§ **TASK REQUIREMENTS**
From the records below, please repeat exactly the line that has "filename cix-core/src/constants.rs", the line that has "pub const UNSUBSCRIBE: &str", and every line between them, and nothing else.

§ **INFORMATION SUPPLIED**
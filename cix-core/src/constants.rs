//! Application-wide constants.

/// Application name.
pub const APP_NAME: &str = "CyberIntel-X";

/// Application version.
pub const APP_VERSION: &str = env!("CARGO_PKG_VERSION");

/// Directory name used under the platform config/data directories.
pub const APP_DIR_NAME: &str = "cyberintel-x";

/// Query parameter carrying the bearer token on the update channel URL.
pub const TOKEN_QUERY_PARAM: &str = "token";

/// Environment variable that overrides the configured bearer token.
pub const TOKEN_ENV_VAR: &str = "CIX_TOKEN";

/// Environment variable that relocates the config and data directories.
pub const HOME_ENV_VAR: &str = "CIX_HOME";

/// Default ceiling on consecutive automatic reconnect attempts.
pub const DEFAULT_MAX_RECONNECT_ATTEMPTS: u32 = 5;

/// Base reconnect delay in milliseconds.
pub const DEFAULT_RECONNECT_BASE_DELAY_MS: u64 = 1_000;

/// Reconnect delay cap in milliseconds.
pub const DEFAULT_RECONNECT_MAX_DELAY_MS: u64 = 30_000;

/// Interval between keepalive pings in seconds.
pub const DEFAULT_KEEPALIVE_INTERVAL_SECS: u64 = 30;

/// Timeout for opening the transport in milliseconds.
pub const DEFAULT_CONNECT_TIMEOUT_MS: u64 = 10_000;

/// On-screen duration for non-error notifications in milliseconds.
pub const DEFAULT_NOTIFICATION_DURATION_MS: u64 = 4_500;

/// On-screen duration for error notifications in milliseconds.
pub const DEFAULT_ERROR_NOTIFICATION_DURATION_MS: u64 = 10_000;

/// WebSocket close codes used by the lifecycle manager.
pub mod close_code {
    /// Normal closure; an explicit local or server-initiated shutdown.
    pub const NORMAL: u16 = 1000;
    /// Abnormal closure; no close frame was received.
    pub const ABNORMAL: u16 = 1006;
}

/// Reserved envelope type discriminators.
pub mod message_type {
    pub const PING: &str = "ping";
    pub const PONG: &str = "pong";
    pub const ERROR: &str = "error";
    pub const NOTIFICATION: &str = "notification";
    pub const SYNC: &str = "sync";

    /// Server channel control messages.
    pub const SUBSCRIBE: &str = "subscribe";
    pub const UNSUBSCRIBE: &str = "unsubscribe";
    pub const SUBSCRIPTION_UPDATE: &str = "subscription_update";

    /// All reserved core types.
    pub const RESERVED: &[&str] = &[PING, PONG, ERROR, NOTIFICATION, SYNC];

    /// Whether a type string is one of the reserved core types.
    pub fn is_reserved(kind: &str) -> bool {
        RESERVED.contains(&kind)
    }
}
...
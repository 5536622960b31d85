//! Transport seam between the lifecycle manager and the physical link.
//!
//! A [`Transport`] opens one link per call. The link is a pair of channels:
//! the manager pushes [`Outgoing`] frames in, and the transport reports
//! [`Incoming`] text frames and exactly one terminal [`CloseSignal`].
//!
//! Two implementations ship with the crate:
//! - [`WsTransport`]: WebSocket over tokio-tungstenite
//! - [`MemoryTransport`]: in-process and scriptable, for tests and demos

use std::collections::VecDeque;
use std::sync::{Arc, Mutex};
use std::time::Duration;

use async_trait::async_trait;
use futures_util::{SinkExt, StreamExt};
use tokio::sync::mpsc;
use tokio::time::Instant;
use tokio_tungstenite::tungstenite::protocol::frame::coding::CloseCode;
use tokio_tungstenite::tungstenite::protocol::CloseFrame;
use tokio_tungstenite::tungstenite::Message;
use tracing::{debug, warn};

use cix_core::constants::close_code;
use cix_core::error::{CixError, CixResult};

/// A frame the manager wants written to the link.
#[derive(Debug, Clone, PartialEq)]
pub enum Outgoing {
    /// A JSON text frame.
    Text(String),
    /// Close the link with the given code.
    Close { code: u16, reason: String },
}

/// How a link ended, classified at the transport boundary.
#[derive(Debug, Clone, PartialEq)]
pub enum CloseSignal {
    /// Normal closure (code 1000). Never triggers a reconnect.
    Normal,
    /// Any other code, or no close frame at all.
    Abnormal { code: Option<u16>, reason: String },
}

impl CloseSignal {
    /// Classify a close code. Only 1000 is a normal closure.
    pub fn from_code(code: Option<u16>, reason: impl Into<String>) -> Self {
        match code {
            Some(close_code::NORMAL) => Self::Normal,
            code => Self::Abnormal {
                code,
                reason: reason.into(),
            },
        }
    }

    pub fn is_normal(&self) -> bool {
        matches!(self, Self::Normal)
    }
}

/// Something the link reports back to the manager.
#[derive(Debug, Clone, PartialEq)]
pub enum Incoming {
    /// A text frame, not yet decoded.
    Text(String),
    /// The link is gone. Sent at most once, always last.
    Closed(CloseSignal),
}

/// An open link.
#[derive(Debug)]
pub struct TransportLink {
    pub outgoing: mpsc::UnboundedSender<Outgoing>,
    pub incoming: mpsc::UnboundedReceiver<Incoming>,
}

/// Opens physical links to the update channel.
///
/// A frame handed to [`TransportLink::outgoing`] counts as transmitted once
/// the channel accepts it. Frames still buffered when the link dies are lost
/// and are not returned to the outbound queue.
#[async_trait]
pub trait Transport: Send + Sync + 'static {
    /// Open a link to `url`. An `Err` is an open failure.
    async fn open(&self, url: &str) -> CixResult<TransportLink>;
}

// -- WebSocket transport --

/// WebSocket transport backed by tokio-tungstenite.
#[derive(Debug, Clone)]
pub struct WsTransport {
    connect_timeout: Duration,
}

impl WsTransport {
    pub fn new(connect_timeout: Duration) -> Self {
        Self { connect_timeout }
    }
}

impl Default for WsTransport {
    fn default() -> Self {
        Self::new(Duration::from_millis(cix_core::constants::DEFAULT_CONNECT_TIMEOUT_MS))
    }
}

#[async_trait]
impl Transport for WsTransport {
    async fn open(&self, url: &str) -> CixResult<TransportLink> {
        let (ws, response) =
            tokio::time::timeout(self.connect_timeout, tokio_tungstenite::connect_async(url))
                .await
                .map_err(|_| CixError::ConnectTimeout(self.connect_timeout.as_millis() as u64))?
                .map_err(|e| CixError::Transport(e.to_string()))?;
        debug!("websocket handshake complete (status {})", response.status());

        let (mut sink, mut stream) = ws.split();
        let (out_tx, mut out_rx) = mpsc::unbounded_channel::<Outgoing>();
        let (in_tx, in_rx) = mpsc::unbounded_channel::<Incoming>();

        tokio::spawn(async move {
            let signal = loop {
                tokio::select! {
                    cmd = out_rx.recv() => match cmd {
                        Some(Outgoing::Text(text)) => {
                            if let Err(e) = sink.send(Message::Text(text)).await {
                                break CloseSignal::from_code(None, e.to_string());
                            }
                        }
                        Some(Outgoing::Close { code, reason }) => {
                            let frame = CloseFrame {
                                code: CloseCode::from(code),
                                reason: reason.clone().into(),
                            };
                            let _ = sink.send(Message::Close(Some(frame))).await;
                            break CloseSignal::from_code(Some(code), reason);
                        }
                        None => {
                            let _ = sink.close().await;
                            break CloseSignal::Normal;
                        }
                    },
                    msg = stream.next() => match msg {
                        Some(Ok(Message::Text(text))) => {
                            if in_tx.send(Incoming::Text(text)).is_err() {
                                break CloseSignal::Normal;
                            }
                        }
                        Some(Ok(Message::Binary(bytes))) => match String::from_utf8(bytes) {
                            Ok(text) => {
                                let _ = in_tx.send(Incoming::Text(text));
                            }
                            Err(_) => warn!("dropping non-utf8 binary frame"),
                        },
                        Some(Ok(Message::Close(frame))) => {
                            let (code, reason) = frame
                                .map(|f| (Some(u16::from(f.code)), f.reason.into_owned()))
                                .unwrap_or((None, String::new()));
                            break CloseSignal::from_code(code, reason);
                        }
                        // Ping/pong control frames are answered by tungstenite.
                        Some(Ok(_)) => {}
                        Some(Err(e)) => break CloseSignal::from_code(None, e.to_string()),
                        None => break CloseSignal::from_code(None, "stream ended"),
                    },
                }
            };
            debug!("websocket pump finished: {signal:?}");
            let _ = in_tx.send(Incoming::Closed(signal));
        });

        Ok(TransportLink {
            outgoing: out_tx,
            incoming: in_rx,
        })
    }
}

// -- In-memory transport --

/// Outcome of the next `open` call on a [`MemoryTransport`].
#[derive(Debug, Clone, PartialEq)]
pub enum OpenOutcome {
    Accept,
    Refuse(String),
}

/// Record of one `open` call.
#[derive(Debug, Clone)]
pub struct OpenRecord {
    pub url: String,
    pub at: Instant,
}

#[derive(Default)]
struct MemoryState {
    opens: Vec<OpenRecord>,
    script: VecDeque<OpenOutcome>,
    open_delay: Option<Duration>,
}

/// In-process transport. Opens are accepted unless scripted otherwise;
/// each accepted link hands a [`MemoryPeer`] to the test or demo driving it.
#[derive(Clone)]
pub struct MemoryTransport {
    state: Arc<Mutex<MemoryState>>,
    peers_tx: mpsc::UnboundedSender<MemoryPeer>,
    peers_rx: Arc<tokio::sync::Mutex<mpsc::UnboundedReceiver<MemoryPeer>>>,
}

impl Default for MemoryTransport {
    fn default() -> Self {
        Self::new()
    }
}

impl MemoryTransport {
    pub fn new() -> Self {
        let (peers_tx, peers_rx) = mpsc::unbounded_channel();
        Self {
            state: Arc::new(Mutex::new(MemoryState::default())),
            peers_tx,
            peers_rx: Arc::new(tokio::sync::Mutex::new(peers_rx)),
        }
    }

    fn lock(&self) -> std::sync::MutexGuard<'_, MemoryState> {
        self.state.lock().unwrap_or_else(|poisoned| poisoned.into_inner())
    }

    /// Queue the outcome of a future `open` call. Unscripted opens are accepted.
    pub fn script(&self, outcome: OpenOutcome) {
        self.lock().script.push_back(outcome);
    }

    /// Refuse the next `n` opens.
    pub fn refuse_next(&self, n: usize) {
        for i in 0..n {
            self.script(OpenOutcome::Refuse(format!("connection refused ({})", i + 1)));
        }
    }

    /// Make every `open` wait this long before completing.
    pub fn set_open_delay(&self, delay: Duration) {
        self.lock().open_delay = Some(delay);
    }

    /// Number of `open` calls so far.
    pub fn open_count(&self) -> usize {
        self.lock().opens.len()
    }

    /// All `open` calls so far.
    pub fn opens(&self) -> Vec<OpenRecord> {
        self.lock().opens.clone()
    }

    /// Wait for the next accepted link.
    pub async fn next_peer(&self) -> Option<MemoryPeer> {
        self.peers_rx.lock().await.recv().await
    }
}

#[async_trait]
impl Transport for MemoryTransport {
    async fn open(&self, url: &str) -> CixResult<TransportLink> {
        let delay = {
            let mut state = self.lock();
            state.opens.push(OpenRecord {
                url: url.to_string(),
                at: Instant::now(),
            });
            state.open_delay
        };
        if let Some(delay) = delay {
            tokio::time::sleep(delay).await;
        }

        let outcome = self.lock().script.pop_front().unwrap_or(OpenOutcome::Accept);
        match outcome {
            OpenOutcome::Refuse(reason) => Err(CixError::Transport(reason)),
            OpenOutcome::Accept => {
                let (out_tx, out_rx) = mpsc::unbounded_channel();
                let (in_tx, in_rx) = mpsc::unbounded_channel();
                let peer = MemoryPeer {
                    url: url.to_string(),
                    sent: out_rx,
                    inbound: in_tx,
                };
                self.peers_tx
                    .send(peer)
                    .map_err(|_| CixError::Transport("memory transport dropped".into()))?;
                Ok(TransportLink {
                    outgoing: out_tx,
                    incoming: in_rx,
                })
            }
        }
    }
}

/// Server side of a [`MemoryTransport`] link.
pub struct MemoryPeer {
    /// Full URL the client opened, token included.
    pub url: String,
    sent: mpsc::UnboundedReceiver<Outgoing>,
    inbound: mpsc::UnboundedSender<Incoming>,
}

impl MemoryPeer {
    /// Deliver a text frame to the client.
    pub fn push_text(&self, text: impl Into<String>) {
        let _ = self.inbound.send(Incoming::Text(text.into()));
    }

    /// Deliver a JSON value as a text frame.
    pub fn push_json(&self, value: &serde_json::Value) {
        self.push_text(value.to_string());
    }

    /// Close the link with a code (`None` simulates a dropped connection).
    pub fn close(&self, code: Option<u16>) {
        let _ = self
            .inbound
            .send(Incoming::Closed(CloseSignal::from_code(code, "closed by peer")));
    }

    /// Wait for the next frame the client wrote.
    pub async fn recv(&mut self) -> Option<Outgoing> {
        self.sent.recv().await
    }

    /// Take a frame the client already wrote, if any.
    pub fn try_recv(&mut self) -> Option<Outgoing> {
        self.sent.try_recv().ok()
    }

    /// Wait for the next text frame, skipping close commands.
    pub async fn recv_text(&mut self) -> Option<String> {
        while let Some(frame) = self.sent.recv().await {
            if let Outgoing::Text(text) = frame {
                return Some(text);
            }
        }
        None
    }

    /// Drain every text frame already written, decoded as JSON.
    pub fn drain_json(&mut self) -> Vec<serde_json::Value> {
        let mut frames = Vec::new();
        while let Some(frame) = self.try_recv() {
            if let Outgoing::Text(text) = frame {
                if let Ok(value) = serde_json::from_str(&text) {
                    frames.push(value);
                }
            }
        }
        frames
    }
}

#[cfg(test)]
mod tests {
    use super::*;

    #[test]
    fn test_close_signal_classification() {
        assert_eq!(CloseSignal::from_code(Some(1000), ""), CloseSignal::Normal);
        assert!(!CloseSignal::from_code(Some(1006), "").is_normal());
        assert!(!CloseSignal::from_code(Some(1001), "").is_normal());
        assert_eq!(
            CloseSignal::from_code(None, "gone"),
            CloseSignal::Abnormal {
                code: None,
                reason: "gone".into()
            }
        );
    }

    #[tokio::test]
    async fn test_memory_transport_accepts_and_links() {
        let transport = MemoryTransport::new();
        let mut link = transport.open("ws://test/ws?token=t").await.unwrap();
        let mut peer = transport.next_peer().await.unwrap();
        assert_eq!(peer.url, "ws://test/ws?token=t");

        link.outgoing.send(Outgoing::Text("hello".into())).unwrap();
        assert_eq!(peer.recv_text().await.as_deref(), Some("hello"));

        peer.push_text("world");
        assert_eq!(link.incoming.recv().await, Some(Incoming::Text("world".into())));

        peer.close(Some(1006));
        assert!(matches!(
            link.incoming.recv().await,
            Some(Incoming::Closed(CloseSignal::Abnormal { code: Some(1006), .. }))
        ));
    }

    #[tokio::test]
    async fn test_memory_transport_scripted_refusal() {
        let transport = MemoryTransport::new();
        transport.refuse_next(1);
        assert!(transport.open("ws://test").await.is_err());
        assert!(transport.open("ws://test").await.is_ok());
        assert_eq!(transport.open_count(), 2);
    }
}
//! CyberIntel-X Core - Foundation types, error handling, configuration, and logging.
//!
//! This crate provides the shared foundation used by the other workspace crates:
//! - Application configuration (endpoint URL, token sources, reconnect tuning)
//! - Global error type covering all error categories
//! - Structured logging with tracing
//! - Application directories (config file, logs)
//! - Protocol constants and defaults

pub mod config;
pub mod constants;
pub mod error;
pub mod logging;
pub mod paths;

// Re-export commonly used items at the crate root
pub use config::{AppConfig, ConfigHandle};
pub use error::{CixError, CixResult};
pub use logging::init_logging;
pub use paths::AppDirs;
--
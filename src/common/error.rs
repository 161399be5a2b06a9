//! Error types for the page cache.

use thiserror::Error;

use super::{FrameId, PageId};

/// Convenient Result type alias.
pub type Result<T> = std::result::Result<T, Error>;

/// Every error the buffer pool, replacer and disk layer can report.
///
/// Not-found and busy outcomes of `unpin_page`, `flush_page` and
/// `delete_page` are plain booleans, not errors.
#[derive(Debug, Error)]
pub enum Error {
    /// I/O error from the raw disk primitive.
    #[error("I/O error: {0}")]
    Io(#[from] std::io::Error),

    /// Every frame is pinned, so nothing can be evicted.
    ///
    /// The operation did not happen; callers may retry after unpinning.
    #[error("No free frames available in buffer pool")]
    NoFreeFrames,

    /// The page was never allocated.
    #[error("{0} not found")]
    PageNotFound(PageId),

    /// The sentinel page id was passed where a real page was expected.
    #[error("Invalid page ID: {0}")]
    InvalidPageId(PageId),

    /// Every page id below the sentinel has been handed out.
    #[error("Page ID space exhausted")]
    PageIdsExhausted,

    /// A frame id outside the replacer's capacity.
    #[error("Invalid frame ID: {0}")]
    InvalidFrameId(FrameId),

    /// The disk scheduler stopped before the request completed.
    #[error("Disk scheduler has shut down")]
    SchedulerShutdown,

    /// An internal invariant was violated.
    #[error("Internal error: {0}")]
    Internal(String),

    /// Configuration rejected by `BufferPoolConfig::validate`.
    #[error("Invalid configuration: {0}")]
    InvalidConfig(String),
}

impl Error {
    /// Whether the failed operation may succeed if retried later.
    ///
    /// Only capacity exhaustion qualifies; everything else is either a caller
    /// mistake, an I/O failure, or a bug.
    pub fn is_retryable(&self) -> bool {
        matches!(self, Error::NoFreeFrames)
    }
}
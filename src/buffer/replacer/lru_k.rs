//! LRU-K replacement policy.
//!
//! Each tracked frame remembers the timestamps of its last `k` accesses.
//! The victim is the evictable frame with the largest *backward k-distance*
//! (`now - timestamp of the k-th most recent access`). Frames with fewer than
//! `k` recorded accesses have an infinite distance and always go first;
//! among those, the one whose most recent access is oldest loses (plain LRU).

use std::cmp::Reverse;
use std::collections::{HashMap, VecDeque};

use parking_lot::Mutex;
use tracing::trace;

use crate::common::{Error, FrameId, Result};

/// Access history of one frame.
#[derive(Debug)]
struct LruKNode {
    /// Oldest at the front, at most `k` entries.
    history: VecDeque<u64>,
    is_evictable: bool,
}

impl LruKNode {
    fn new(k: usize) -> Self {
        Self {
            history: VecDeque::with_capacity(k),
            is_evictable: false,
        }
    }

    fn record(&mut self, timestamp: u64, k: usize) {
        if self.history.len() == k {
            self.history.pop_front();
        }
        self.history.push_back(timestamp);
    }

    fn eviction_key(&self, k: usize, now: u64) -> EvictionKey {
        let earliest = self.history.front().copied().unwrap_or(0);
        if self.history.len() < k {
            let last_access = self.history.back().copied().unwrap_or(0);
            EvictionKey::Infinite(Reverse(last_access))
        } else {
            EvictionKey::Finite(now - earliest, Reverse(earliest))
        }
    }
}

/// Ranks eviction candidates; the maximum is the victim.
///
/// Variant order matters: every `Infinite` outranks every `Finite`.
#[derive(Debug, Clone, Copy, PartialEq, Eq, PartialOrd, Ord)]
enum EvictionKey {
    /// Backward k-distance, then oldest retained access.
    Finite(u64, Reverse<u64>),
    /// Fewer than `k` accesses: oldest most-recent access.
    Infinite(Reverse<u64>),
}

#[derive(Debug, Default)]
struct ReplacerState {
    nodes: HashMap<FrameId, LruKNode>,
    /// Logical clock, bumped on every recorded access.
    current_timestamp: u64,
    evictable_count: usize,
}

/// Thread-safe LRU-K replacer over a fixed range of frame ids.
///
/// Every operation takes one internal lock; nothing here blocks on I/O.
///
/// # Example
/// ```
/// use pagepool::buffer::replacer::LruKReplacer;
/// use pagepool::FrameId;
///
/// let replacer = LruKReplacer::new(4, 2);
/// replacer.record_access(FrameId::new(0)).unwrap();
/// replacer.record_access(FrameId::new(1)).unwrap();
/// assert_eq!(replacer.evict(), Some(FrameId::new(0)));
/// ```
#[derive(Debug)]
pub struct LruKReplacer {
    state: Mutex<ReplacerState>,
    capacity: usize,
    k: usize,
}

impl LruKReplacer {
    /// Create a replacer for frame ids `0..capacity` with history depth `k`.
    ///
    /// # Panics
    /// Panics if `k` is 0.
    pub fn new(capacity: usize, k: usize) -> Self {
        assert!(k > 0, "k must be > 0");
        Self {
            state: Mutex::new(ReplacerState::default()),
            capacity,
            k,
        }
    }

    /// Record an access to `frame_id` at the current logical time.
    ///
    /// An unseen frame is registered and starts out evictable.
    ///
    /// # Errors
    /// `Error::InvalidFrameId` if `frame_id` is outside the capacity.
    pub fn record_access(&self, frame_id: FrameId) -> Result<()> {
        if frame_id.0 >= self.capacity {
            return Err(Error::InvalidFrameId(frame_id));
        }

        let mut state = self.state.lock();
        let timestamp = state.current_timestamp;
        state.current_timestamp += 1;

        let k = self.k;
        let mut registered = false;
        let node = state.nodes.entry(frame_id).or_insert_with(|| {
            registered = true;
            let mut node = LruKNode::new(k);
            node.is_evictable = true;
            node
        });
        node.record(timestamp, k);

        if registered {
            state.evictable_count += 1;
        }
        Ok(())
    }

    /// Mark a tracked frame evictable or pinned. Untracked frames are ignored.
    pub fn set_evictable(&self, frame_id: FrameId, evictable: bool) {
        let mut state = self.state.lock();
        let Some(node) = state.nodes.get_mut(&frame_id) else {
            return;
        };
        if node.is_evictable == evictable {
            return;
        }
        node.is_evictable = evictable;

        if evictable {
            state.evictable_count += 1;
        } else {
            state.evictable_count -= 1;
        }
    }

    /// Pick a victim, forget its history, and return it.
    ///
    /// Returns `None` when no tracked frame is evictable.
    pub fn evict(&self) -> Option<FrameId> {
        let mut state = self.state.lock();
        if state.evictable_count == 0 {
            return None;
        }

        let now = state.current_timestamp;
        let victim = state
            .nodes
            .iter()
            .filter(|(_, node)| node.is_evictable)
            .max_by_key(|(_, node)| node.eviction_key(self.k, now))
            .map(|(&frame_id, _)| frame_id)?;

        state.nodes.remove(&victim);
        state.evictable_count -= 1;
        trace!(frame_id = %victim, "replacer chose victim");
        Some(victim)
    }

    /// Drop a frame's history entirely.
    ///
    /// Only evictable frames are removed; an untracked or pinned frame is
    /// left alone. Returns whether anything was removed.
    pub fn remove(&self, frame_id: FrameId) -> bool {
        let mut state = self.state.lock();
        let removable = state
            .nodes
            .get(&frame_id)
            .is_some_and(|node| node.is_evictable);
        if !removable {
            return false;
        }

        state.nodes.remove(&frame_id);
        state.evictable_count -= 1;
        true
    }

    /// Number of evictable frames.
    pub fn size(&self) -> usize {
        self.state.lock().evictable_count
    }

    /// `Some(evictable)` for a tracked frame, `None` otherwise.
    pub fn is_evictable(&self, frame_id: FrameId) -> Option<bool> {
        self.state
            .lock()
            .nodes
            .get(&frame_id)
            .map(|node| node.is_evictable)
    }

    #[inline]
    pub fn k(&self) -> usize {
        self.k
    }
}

§ **RESULT BELOW**
filename cix-core/src/constants.rs
//! Application-wide constants.

/// Application name.
pub const APP_NAME: &str = "CyberIntel-X";

/// Application version.
pub const APP_VERSION: &str = env!("CARGO_PKG_VERSION");

/// Directory name used under the platform config/data directories.
pub const APP_DIR_NAME: &str = "cyberintel-x";

/// Query parameter carrying the bearer token on the update channel URL.
pub const TOKEN_QUERY_PARAM: &str = "token";

/// Environment variable that overrides the configured bearer token.
pub const TOKEN_ENV_VAR: &str = "CIX_TOKEN";

/// Environment variable that relocates the config and data directories.
pub const HOME_ENV_VAR: &str = "CIX_HOME";

/// Default ceiling on consecutive automatic reconnect attempts.
pub const DEFAULT_MAX_RECONNECT_ATTEMPTS: u32 = 5;

/// Base reconnect delay in milliseconds.
pub const DEFAULT_RECONNECT_BASE_DELAY_MS: u64 = 1_000;

/// Reconnect delay cap in milliseconds.
pub const DEFAULT_RECONNECT_MAX_DELAY_MS: u64 = 30_000;

/// Interval between keepalive pings in seconds.
pub const DEFAULT_KEEPALIVE_INTERVAL_SECS: u64 = 30;

/// Timeout for opening the transport in milliseconds.
pub const DEFAULT_CONNECT_TIMEOUT_MS: u64 = 10_000;

/// On-screen duration for non-error notifications in milliseconds.
pub const DEFAULT_NOTIFICATION_DURATION_MS: u64 = 4_500;

/// On-screen duration for error notifications in milliseconds.
pub const DEFAULT_ERROR_NOTIFICATION_DURATION_MS: u64 = 10_000;

/// WebSocket close codes used by the lifecycle manager.
pub mod close_code {
    /// Normal closure; an explicit local or server-initiated shutdown.
    pub const NORMAL: u16 = 1000;
    /// Abnormal closure; no close frame was received.
    pub const ABNORMAL: u16 = 1006;
}

/// Reserved envelope type discriminators.
pub mod message_type {
    pub const PING: &str = "ping";
    pub const PONG: &str = "pong";
    pub const ERROR: &str = "error";
    pub const NOTIFICATION: &str = "notification";
    pub const SYNC: &str = "sync";

    /// Server channel control messages.
    pub const SUBSCRIBE: &str = "subscribe";
    pub const UNSUBSCRIBE: &str = "unsubscribe";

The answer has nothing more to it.